* _EXERCISE REQUIREMENTS_: In the data below, how many lines contain the string "that"? Give only the number.

Stored data
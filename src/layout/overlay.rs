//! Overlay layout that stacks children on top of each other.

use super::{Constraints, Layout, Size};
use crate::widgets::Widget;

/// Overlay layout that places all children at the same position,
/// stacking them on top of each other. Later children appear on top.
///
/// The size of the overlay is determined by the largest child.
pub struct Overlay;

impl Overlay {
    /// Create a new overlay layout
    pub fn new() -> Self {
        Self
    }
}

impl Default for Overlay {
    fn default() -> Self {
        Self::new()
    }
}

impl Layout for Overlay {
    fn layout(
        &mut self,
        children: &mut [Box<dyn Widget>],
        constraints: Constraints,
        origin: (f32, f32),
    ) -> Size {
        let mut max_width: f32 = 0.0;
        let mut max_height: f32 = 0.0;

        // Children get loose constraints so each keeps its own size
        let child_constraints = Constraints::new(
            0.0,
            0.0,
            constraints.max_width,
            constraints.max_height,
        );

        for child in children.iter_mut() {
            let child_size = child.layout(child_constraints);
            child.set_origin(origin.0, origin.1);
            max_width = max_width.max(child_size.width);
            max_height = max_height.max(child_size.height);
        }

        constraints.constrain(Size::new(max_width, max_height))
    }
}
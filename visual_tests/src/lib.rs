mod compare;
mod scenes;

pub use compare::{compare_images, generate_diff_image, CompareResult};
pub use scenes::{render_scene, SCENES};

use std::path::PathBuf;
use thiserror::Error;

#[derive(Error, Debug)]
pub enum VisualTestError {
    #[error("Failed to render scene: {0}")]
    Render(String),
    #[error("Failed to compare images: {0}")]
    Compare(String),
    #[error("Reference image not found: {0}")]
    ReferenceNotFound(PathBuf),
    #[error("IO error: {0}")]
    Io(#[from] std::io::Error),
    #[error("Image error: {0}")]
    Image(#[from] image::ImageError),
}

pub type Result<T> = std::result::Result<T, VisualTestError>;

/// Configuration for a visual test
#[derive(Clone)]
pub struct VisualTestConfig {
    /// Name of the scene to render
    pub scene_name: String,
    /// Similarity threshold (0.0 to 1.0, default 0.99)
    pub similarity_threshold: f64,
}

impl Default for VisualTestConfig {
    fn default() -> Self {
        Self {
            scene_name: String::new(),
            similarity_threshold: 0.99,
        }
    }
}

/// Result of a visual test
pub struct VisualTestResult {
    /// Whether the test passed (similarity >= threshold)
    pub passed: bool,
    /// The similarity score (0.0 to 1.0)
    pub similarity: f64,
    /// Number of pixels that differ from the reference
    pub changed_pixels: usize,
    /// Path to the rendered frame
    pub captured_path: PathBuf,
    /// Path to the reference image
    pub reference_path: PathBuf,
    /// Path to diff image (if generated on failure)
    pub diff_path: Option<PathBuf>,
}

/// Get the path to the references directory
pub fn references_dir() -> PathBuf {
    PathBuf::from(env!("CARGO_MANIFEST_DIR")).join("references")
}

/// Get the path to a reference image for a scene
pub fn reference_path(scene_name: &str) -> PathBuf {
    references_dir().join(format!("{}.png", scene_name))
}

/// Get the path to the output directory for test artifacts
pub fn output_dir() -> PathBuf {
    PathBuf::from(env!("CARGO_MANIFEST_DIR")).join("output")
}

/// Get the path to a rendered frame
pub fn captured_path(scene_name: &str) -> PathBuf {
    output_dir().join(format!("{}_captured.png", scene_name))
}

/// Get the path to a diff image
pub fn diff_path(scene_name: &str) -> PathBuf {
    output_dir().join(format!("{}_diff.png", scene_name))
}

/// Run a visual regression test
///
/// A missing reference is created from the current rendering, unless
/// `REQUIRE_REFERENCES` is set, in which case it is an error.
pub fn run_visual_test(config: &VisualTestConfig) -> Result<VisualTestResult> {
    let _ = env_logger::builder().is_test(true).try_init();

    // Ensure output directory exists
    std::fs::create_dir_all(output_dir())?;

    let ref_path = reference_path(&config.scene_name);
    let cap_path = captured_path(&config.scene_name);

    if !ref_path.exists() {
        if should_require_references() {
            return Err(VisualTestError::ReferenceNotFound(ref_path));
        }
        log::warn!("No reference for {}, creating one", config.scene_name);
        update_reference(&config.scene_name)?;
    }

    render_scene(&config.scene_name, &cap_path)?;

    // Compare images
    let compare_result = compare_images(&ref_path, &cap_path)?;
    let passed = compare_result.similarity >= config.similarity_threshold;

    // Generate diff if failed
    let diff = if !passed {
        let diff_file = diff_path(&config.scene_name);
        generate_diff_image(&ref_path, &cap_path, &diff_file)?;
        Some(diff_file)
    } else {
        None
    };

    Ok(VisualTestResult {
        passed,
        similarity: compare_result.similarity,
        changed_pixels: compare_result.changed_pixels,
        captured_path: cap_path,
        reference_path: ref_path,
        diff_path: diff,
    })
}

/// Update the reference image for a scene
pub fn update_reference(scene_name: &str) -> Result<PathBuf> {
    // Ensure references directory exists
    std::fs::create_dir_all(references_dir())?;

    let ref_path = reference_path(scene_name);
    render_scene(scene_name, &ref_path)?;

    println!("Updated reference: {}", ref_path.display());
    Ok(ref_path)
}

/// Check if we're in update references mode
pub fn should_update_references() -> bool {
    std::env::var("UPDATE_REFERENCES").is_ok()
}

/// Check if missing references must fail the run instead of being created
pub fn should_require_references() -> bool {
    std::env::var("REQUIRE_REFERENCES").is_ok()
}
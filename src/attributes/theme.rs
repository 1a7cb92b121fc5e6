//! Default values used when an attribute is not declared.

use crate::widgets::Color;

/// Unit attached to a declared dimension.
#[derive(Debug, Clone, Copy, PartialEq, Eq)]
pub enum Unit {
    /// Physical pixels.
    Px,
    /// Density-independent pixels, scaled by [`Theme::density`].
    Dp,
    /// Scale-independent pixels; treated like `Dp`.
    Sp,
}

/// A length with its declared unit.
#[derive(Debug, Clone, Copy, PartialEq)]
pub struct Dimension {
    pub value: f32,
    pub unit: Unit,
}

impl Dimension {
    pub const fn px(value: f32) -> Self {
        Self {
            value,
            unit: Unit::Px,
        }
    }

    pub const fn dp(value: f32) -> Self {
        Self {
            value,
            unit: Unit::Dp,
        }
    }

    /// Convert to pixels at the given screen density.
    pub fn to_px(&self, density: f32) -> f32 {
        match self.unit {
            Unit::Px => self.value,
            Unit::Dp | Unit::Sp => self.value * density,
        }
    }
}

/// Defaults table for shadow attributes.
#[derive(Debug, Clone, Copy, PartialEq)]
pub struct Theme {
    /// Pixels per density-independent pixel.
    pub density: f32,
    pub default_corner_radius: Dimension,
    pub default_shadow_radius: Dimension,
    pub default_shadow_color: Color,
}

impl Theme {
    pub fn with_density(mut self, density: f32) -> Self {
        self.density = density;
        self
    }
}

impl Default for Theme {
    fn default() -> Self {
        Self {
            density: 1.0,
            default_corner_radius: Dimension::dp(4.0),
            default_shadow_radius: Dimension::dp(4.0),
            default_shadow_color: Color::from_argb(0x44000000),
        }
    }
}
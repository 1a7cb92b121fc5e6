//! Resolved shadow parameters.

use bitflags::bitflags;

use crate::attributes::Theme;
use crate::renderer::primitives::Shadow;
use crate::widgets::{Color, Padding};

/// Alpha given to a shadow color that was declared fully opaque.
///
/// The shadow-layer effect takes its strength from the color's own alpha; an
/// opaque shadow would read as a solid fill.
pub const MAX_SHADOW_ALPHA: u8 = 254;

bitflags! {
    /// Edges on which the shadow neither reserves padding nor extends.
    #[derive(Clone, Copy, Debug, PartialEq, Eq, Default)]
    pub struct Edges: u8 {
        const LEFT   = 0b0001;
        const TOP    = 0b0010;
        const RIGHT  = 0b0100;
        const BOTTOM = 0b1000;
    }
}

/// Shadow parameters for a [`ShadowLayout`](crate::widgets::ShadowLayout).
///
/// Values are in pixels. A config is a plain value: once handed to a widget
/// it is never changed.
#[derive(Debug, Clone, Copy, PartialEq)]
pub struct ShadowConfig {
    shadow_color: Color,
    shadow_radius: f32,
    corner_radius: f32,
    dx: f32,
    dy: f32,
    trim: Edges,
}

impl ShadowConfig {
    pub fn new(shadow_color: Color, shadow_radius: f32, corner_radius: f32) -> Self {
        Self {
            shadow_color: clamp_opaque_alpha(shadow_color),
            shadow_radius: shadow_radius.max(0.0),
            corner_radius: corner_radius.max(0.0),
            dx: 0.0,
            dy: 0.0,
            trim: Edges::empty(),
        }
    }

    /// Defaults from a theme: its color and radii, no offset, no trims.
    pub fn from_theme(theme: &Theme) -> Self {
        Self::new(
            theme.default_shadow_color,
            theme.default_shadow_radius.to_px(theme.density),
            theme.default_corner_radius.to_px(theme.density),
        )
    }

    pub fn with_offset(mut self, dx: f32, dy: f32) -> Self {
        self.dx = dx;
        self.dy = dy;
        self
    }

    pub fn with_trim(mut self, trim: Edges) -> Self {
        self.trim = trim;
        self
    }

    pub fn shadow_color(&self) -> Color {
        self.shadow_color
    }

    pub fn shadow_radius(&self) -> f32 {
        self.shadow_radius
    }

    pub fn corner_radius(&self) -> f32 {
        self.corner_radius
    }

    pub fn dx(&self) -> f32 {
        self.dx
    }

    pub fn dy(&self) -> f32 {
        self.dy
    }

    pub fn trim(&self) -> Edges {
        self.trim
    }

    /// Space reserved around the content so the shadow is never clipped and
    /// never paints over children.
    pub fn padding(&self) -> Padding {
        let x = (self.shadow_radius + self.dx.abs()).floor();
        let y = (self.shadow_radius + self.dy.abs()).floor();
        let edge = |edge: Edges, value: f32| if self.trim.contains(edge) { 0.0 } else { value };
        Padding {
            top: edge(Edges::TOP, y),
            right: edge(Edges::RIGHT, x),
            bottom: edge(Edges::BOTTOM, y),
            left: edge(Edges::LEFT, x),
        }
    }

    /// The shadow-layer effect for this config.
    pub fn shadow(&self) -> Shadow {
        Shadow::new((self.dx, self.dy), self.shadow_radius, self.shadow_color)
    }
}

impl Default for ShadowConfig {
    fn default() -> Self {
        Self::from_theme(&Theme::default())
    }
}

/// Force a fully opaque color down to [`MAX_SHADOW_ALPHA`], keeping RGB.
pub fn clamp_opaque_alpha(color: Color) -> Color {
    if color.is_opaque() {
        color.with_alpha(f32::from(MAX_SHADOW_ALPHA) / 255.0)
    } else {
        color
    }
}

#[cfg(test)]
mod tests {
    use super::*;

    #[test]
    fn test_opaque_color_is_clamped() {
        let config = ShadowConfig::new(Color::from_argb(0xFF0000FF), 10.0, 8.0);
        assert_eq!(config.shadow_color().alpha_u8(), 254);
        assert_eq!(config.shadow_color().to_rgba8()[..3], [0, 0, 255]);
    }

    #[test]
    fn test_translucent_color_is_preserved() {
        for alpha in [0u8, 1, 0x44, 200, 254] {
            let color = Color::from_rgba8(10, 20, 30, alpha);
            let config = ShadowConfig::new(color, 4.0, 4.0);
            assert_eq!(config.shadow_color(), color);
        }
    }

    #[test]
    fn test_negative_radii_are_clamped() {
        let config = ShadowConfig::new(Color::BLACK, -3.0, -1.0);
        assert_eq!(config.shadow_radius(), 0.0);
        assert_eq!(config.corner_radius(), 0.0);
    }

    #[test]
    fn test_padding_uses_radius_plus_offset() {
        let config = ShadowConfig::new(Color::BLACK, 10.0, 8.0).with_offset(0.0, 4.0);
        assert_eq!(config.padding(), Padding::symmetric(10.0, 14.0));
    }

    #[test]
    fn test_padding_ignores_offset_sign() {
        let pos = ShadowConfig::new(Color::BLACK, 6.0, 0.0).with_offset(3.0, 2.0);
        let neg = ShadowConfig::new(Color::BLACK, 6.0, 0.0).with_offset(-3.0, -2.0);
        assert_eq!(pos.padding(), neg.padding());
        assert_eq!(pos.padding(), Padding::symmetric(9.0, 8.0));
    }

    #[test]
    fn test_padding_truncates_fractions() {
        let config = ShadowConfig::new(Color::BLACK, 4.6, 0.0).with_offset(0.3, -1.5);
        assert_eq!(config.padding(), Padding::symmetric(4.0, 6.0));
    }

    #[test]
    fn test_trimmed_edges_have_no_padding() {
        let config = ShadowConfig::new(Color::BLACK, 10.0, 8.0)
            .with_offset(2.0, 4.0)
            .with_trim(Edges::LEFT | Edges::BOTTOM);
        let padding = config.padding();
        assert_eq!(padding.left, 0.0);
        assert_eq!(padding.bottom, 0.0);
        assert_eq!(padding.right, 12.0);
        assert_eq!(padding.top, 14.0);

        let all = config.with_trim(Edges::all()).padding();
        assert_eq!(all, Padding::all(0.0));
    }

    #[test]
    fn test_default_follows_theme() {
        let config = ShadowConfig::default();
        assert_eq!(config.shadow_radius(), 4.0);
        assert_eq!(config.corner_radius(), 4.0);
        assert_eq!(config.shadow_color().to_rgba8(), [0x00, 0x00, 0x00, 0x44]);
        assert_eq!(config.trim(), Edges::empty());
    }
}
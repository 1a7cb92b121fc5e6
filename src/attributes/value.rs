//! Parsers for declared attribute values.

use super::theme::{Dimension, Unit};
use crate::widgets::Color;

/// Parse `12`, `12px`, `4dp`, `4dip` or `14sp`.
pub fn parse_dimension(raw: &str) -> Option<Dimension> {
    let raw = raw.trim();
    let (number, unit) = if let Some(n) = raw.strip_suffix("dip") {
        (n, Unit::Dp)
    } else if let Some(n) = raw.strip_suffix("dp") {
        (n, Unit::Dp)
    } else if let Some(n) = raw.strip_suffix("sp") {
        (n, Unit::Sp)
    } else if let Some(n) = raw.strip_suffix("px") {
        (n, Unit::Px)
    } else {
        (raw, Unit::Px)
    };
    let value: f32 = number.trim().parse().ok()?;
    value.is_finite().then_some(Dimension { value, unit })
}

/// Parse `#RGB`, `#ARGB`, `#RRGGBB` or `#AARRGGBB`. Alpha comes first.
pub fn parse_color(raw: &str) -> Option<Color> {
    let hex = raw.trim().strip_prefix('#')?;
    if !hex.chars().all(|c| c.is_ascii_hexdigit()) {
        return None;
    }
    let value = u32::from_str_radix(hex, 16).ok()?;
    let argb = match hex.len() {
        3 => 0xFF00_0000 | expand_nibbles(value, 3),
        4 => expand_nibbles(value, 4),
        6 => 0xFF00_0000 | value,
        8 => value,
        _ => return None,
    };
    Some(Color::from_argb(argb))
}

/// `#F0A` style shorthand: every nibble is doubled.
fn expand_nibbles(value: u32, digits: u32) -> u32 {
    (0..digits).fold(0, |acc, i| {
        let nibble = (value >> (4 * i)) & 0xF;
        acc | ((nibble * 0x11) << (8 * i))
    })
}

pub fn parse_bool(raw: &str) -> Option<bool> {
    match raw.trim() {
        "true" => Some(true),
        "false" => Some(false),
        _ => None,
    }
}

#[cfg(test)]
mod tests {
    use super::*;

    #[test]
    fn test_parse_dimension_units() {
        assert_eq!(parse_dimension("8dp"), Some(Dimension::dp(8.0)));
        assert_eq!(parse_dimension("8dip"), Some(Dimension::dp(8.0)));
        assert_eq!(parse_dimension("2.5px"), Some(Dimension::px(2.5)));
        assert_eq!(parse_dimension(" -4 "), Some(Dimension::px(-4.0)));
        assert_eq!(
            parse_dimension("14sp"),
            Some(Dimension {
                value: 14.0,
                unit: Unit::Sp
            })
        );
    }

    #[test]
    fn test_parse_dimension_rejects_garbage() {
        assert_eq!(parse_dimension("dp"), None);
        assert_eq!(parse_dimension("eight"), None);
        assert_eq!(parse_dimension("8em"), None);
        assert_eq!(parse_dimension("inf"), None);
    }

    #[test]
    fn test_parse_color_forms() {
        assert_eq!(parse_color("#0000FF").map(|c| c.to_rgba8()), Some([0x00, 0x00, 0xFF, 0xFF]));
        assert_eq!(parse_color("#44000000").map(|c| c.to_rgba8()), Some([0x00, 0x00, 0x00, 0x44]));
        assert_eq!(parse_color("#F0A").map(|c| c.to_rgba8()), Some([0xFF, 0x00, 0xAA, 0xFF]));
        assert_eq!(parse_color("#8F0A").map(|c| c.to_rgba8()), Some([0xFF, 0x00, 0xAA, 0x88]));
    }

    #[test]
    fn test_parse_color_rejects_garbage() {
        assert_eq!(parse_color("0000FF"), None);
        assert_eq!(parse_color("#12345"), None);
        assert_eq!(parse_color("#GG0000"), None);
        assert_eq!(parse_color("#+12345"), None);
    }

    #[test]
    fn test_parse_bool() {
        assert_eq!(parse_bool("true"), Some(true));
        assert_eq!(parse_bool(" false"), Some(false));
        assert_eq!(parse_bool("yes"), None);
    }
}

* _OUTPUT OF THE TASK_: 4